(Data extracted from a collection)

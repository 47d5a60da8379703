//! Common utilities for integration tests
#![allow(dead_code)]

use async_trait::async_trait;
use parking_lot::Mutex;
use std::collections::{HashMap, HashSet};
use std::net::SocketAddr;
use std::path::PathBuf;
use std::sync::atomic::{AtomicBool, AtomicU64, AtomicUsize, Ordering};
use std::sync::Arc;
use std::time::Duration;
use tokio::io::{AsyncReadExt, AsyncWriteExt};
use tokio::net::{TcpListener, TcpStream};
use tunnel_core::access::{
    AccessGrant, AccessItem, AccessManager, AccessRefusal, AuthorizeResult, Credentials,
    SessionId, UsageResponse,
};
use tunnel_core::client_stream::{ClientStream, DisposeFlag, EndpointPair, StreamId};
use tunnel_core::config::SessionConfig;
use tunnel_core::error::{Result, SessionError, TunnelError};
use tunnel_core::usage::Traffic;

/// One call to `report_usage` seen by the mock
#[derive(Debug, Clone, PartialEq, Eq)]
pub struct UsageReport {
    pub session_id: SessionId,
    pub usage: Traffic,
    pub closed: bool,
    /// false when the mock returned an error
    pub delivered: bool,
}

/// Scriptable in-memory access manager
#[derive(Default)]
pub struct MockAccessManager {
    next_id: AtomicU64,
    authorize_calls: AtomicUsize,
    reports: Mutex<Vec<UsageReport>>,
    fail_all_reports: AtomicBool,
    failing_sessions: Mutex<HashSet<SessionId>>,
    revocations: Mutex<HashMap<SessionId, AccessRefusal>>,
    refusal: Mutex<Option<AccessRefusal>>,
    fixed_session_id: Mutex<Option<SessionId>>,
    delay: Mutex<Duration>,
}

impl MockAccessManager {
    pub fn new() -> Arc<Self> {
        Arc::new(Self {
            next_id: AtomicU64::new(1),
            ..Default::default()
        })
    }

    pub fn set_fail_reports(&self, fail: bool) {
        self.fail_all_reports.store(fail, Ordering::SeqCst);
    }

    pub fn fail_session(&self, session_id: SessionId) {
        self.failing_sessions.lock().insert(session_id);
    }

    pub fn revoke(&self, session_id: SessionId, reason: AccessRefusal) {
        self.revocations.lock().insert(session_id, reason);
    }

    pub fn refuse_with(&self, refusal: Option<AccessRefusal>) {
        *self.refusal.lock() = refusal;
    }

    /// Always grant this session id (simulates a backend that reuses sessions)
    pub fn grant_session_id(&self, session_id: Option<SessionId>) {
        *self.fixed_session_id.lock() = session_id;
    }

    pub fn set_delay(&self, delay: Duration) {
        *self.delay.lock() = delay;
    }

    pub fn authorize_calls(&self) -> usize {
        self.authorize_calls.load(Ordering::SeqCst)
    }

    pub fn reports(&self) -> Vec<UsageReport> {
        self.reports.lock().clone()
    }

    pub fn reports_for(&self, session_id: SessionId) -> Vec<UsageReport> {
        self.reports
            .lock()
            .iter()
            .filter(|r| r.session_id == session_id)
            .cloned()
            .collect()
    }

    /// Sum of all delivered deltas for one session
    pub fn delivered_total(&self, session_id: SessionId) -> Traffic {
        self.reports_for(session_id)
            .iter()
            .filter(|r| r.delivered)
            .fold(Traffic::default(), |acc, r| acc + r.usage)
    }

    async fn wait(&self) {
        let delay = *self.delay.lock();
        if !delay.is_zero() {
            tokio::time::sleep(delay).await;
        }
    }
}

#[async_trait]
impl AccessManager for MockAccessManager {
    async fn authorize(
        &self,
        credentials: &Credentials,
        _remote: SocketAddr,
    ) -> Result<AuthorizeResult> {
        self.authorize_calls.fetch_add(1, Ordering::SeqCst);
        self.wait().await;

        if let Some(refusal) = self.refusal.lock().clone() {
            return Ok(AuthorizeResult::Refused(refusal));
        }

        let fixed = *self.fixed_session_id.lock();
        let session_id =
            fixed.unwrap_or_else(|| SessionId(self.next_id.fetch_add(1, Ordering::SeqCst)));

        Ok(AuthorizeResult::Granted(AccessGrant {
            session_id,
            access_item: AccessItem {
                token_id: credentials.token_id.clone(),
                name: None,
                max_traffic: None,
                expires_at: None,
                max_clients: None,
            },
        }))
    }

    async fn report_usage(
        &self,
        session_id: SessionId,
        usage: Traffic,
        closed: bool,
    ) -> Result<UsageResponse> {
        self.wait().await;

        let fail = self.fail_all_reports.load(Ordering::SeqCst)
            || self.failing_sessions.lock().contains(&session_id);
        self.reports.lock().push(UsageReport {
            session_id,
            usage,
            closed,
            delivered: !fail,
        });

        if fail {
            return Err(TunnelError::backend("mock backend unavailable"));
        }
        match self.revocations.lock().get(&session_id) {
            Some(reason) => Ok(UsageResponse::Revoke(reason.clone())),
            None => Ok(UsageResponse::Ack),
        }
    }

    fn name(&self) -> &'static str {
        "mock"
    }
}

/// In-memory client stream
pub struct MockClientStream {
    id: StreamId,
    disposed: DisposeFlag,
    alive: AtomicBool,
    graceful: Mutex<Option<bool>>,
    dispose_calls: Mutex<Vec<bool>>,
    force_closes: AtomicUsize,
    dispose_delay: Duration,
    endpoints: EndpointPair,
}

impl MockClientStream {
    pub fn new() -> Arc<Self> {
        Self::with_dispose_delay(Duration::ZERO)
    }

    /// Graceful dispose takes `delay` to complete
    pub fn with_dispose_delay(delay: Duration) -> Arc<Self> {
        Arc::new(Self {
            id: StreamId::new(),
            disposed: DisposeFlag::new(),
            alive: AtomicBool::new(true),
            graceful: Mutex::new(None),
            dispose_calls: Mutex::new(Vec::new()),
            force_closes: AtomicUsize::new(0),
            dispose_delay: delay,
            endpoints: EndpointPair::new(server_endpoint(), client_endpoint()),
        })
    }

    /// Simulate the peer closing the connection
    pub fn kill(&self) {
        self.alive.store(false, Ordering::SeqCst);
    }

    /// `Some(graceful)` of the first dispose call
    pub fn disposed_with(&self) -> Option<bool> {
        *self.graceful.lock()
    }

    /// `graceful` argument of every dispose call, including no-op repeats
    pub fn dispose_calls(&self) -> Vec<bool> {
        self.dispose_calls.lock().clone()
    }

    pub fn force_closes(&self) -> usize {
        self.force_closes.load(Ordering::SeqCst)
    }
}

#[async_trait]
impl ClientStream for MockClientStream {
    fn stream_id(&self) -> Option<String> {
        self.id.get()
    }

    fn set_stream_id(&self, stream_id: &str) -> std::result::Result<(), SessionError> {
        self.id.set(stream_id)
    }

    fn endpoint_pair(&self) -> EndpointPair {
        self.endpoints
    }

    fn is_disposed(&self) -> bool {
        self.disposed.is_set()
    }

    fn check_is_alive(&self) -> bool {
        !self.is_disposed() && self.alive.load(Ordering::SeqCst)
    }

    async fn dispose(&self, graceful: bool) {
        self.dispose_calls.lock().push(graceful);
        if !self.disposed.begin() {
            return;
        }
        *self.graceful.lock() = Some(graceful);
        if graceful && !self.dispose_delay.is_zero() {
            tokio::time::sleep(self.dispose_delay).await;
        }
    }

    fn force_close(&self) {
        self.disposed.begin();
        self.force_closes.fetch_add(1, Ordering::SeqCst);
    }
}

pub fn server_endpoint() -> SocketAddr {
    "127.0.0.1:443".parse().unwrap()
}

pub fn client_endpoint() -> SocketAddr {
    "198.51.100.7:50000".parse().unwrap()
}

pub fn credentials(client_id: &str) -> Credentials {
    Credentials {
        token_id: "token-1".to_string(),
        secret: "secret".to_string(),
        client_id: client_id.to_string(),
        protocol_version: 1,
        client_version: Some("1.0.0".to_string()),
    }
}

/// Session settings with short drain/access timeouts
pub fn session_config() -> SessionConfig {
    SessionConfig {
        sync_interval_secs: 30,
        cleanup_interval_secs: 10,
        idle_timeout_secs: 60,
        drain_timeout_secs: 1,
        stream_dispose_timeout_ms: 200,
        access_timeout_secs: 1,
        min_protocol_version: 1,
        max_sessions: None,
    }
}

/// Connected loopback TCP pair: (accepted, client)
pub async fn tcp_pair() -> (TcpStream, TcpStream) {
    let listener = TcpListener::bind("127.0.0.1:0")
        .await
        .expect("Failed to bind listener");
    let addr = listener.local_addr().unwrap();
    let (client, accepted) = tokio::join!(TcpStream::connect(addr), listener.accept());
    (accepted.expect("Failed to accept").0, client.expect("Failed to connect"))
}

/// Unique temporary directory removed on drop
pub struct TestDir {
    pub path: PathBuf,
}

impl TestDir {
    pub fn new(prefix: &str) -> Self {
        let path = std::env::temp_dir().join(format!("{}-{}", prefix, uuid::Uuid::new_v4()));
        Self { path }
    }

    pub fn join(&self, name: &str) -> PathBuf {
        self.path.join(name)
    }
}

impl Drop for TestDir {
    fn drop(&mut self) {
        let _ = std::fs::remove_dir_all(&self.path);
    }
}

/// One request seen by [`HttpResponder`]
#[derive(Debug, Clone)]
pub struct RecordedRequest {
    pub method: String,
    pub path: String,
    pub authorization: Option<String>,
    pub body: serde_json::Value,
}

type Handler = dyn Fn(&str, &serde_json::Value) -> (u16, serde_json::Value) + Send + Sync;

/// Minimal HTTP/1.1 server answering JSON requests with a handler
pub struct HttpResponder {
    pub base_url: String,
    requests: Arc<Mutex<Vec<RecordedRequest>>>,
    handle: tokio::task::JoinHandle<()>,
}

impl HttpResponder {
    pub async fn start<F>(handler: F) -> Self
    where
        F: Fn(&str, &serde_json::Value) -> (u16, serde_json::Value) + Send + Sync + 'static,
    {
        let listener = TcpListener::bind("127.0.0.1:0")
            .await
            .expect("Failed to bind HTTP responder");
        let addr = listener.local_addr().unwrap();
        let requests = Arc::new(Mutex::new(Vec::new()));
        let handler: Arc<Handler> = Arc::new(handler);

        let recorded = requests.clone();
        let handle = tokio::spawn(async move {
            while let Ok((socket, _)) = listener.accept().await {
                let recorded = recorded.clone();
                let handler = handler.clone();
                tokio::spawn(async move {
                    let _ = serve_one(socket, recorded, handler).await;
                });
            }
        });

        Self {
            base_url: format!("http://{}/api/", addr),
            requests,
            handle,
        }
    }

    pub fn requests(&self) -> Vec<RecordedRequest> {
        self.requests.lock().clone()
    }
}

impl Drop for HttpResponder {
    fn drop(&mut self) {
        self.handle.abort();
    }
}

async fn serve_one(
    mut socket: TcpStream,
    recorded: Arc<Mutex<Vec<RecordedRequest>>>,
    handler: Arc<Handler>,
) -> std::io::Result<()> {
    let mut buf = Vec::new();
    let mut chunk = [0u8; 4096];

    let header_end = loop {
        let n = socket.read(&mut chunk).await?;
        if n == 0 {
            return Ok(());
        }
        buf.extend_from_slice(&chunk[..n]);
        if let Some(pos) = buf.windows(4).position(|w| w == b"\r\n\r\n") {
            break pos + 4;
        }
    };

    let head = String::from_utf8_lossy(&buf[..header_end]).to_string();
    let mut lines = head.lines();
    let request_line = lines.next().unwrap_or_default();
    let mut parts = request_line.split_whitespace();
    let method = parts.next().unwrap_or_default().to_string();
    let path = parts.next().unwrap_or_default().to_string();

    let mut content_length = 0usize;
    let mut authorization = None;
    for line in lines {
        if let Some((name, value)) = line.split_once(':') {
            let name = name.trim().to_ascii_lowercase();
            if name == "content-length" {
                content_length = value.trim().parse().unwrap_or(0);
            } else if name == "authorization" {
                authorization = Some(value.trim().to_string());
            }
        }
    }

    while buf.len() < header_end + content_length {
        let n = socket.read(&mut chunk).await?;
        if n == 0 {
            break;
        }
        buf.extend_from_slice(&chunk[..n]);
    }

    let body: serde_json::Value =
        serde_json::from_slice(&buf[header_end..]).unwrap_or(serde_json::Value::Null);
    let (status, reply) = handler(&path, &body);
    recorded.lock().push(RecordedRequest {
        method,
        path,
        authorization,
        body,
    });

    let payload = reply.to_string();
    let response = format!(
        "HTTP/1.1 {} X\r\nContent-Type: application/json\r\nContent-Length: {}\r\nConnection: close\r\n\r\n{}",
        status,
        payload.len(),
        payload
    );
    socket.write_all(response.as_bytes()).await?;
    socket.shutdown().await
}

§ Exercise requirements
Copy the lines above exactly, from the very first through the one containing "pub struct MockAccessManager", and include no other line.

§ Result below
repository 47d5a60da8379703
//! Common utilities for integration tests
#![allow(dead_code)]

use async_trait::async_trait;
use parking_lot::Mutex;
use std::collections::{HashMap, HashSet};
use std::net::SocketAddr;
use std::path::PathBuf;
use std::sync::atomic::{AtomicBool, AtomicU64, AtomicUsize, Ordering};
use std::sync::Arc;
use std::time::Duration;
use tokio::io::{AsyncReadExt, AsyncWriteExt};
use tokio::net::{TcpListener, TcpStream};
use tunnel_core::access::{
    AccessGrant, AccessItem, AccessManager, AccessRefusal, AuthorizeResult, Credentials,
    SessionId, UsageResponse,
};
use tunnel_core::client_stream::{ClientStream, DisposeFlag, EndpointPair, StreamId};
use tunnel_core::config::SessionConfig;
use tunnel_core::error::{Result, SessionError, TunnelError};
use tunnel_core::usage::Traffic;

/// One call to `report_usage` seen by the mock
#[derive(Debug, Clone, PartialEq, Eq)]
pub struct UsageReport {
    pub session_id: SessionId,
    pub usage: Traffic,
    pub closed: bool,
    /// false when the mock returned an error
    pub delivered: bool,
}

/// Scriptable in-memory access manager
#[derive(Default)]
pub struct MockAccessManager {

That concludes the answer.